Between 1945 and 1949, the third Labour Government passed legislation nationalising the coal, gas, and electricity industries, the railways, road haulage, passenger transport, civil aviation, and the iron and steel industry. In addition, the bank of England and the Cable and Wireless Company were acquired by the state. (At the time of writing – Jan. 31st – passenger transport and the iron and steel industry have not been taken over.) during the last five years, these nationalisation measures have been the main object of political controversy on the domestic field, and they remain today the chief point of conflict between the labour an Conservative parties. Within the Labour Party itself, questions of the purpose, methods, and extent of nationalisation are a frequent source of discussion – and of dispute! This article is an attempt to analyse, from a Marxist viewpoint, the significance of those measures, and to suggest what steps socialist militants in the Labour Party should now propose.

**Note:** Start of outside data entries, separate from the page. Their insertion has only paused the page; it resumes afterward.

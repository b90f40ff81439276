//! The node owns every topic and the background tasks that serve them.
//!
//! It is the entry point for the protocol layer: topics are looked up (or
//! created) by name here, and the node persists the set of topics and
//! channels so they survive restarts.

use std::collections::HashMap;
use std::path::{Path, PathBuf};
use std::sync::atomic::{AtomicBool, AtomicI64, Ordering};
use std::sync::{Arc, Weak};

use parking_lot::{Mutex, RwLock};
use tokio::sync::mpsc;
use tokio::task::JoinHandle;
use tokio_util::sync::CancellationToken;
use tracing::{error, info, warn};

use super::channel::Channel;
use super::context::{Context, MetadataEvent};
use super::names;
use super::scanner::QueueScanner;
use super::stats::TopicStats;
use super::topic::Topic;
use crate::client::ClientId;
use crate::config::Settings;
use crate::persistence::BackendError;
use crate::persistence::metadata::{
    ChannelMetadata, Metadata, TopicMetadata, metadata_file, read_metadata, write_metadata,
};
use crate::utils::BrokerError;

const QUEUES_DIR: &str = "queues";

pub struct Node {
    ctx: Arc<Context>,
    data_path: PathBuf,
    topics: RwLock<HashMap<String, Arc<Topic>>>,
    client_id_seq: AtomicI64,

    events: Mutex<Option<mpsc::UnboundedReceiver<MetadataEvent>>>,
    persist_lock: Mutex<()>,
    exit: CancellationToken,
    exiting: AtomicBool,
    tasks: Mutex<Vec<JoinHandle<()>>>,
}

impl Node {
    /// Validate `settings`, prepare the data directory and open the store.
    pub fn new(settings: Settings) -> Result<Arc<Self>, BrokerError> {
        settings.validate()?;

        let data_path = PathBuf::from(&settings.node.data_path);
        std::fs::create_dir_all(&data_path).map_err(BackendError::from)?;
        let store = sled::open(data_path.join(QUEUES_DIR)).map_err(BackendError::from)?;

        let (ctx, events) = Context::new(settings, store);
        info!(data_path = %data_path.display(), node_id = ctx.settings().node.node_id, "node created");

        Ok(Arc::new(Self {
            ctx,
            data_path,
            topics: RwLock::new(HashMap::new()),
            client_id_seq: AtomicI64::new(0),
            events: Mutex::new(Some(events)),
            persist_lock: Mutex::new(()),
            exit: CancellationToken::new(),
            exiting: AtomicBool::new(false),
            tasks: Mutex::new(Vec::new()),
        }))
    }

    pub fn settings(&self) -> &Settings {
        self.ctx.settings()
    }

    pub fn data_path(&self) -> &Path {
        &self.data_path
    }

    pub fn next_client_id(&self) -> ClientId {
        self.client_id_seq.fetch_add(1, Ordering::Relaxed) + 1
    }

    pub fn set_health(&self, err: Option<String>) {
        self.ctx.health().set(err);
    }

    pub fn is_healthy(&self) -> bool {
        self.ctx.health().is_healthy()
    }

    /// "OK", or "NOK - <last error>".
    pub fn get_health(&self) -> String {
        self.ctx.health().status()
    }

    /// Get or create a topic. New topics start delivering immediately unless
    /// metadata is still being loaded.
    pub fn get_topic(self: &Arc<Self>, name: &str) -> Result<Arc<Topic>, BrokerError> {
        if !names::is_valid_topic_name(name) {
            return Err(BrokerError::InvalidName {
                kind: "topic",
                name: name.to_string(),
            });
        }
        if let Some(topic) = self.topics.read().get(name) {
            return Ok(topic.clone());
        }
        if self.exiting.load(Ordering::Acquire) {
            return Err(BrokerError::Exiting);
        }

        let topic = {
            let mut topics = self.topics.write();
            if let Some(topic) = topics.get(name) {
                return Ok(topic.clone());
            }
            let topic = Topic::new(name, self.ctx.clone(), Arc::downgrade(self))?;
            topics.insert(name.to_string(), topic.clone());
            topic
        };
        info!(topic = %name, "topic created");

        if !self.ctx.is_loading() {
            topic.start();
        }
        Ok(topic)
    }

    pub fn get_existing_topic(&self, name: &str) -> Result<Arc<Topic>, BrokerError> {
        self.topics
            .read()
            .get(name)
            .cloned()
            .ok_or_else(|| BrokerError::TopicNotFound(name.to_string()))
    }

    /// Delete a topic, its channels and all of their storage.
    pub async fn delete_existing_topic(&self, name: &str) -> Result<(), BrokerError> {
        let topic = self.get_existing_topic(name)?;

        // delete first so nothing new lands in a topic that is going away
        let result = topic.delete().await;
        if let Err(e) = &result {
            warn!(topic = %name, error = %e, "failed to delete topic");
        }

        self.topics.write().remove(name);
        result
    }

    pub fn topics(&self) -> Vec<Arc<Topic>> {
        self.topics.read().values().cloned().collect()
    }

    /// Every channel of every topic.
    pub fn channels(&self) -> Vec<Arc<Channel>> {
        self.topics().iter().flat_map(|t| t.channels()).collect()
    }

    /// Recreate the topics and channels recorded by the last run.
    ///
    /// Invalid names are skipped with a warning. Topics are started only once
    /// all of their channels exist.
    pub async fn load_metadata(self: &Arc<Self>) -> Result<(), BrokerError> {
        self.ctx.set_loading(true);
        let result = self.restore_metadata().await;
        self.ctx.set_loading(false);
        result
    }

    async fn restore_metadata(self: &Arc<Self>) -> Result<(), BrokerError> {
        let path = metadata_file(&self.data_path);
        let Some(metadata) = read_metadata(&path)? else {
            return Ok(());
        };

        for t in metadata.topics {
            if !names::is_valid_topic_name(&t.name) {
                warn!(topic = %t.name, "skipping creation of invalid topic");
                continue;
            }
            let topic = self.get_topic(&t.name)?;
            if t.paused {
                topic.pause();
            }

            for c in t.channels {
                if !names::is_valid_channel_name(&c.name) {
                    warn!(topic = %t.name, channel = %c.name, "skipping creation of invalid channel");
                    continue;
                }
                let channel = topic.get_channel(&c.name).await?;
                if c.paused {
                    channel.pause();
                }
            }
            topic.start();
        }
        Ok(())
    }

    /// Atomically write the set of non-ephemeral topics and channels.
    /// Anything already being deleted is left out.
    pub fn persist_metadata(&self) -> Result<(), BrokerError> {
        let _guard = self.persist_lock.lock();

        let mut topics: Vec<TopicMetadata> = self
            .topics()
            .iter()
            .filter(|t| !t.is_ephemeral() && !t.exiting())
            .map(|t| {
                let mut channels: Vec<ChannelMetadata> = t
                    .channels()
                    .iter()
                    .filter(|c| !c.is_ephemeral() && !c.exiting())
                    .map(|c| ChannelMetadata {
                        name: c.name().to_string(),
                        paused: c.is_paused(),
                    })
                    .collect();
                channels.sort_by(|a, b| a.name.cmp(&b.name));
                TopicMetadata {
                    name: t.name().to_string(),
                    paused: t.is_paused(),
                    channels,
                }
            })
            .collect();
        topics.sort_by(|a, b| a.name.cmp(&b.name));

        let path = metadata_file(&self.data_path);
        info!(path = %path.display(), topics = topics.len(), "persisting topic/channel metadata");
        write_metadata(
            &path,
            &Metadata {
                version: env!("CARGO_PKG_VERSION").to_string(),
                topics,
            },
        )
    }

    /// Spawn the queue scanner and the metadata persister.
    pub fn start(self: &Arc<Self>) {
        let mut tasks = self.tasks.lock();

        let node = Arc::downgrade(self);
        let scanner = QueueScanner::new(
            self.ctx.settings().scanner.clone(),
            move || node.upgrade().map(|n| n.channels()).unwrap_or_default(),
            self.exit.child_token(),
        );
        tasks.push(tokio::spawn(scanner.run()));

        if let Some(events) = self.events.lock().take() {
            tasks.push(tokio::spawn(metadata_loop(
                Arc::downgrade(self),
                events,
                self.exit.child_token(),
            )));
        }
    }

    /// Persist metadata, close every topic and stop the background tasks.
    pub async fn exit(&self) {
        if self.exiting.swap(true, Ordering::AcqRel) {
            return;
        }
        info!("node exiting");

        if let Err(e) = self.persist_metadata() {
            error!(error = %e, "failed to persist metadata");
        }

        for topic in self.topics() {
            if let Err(e) = topic.close().await {
                error!(topic = %topic.name(), error = %e, "failed to close topic");
            }
        }

        self.exit.cancel();
        let tasks = std::mem::take(&mut *self.tasks.lock());
        for task in tasks {
            if let Err(e) = task.await {
                error!(error = %e, "background task failed");
            }
        }

        if let Err(e) = self.ctx.store().flush() {
            error!(error = %e, "failed to flush store");
        }
        info!("node exited");
    }

    /// Stats for every topic, or only `topic` (and within it only `channel`).
    pub fn stats(&self, topic: Option<&str>, channel: Option<&str>) -> Vec<TopicStats> {
        let mut stats: Vec<TopicStats> = self
            .topics()
            .iter()
            .filter(|t| topic.is_none_or(|name| t.name() == name))
            .map(|t| t.stats(channel))
            .collect();
        stats.sort_by(|a, b| a.topic_name.cmp(&b.topic_name));
        stats
    }
}

async fn metadata_loop(
    node: Weak<Node>,
    mut events: mpsc::UnboundedReceiver<MetadataEvent>,
    exit: CancellationToken,
) {
    loop {
        let event = tokio::select! {
            biased;
            _ = exit.cancelled() => break,
            event = events.recv() => match event {
                Some(event) => event,
                None => break,
            },
        };

        if !event.persist || event.loading {
            continue;
        }
        let Some(node) = node.upgrade() else {
            break;
        };
        if let Err(e) = node.persist_metadata() {
            error!(error = %e, "failed to persist metadata");
        }
    }
}

impl std::fmt::Debug for Node {
    fn fmt(&self, f: &mut std::fmt::Formatter<'_>) -> std::fmt::Result {
        f.debug_struct("Node")
            .field("data_path", &self.data_path)
            .field("topics", &self.topics.read().len())
            .finish()
    }
}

The basic contradiction of capitalism, from which, in the last analysis, flow all the crises, upheavals, oppression, lies, misery and wars of modern society, is between the vast productive forces at the disposal of a tiny minority of society on the one hand, and the restricted world market, due to the poverty of the masses, on the other. The abolition of this contradiction, which can only be carried out by the working class, is the prerequisite to any rational organisation of society.
There are two aspects to this task. The first, the centralisation of capital, the socialisation of production, is an inevitable result of the laws of capital accumulation. The second, the abolition of the contradiction between socialised production and capitalist accumulation, involves the abolition of class society, and must be carried out by the working class.
The process of capital accumulation leads to the formation of larger and fewer concerns in the decisive branches opf the economy. The motive force behind this tendency is the rise in the organic composition of capital, that is, the increase in the proportion of his capital which the entrepreneur has to devote to the replacement of raw materials, worn-out machinery, buildings, etc., (i.e. constant capital), as compared with the proportion which he uses to pay wages and salaries, (i.e. variable capital.) This rise in the organic composition of capital is due to the constant development of the technique of production which competition – national and international, commercial and military forces upon each enterprise, and which in turn, leads to a decline in the rate of profit.  to offset this decline, the capitalists seek to replace competition by monopoly in the various branches of industry. This tendency towards monopoly is strengthened by the periodic crises which convulse capitalist economies, by the elimination of weaker concerns, by the enormous growth of finance capital, and by the activities of the capitalist state.
The centralisation of capital takes various forms – trusts, cartels, price-rings etc., – but the effect of all these forms is the same, namely, to put the effective control of the means of production into ever fewer hands. Thus, for example, less than 3% of the share capital of ICI is legally owned by the board of directors, yet in practice they have absolute control over the whole huge mass of capital ‘owned’ by the other quarter-of-a-million-odd shareholders. Again, that colossal trust, the American Telephone and telegraph company, whose assets
“exceed in value the wealth of twenty-one states of the Union taken together, is indisputably controlled by a board of directors whose combined holdings amount to less than 4.6% of the nominal stock. But this board in turn is dominated by the nominees of the J.P. Morgan Company. Despite its mammoth size, the ‘ATT’ is only one small corner of the Morgan Empire, which includes the United States Steel Corporation, the General Electric Company, the Consolidated Edison Company, the United gas Improvement Company, the American & Foreign Power Company, the Electric bond & Share Company, the Niagara Hudson Power Corporation, the United Corporation, Stockard Bonds Inc., Montgomery Ward & Co., the International Telephone & Telegraph Corporation, the Newmont Mining Corporation, the Chesapeake & Ohio railroad, the New York Central Railroad, the General Motors Corporation, E.J. Du Pont de Nemours & Co., and many others.”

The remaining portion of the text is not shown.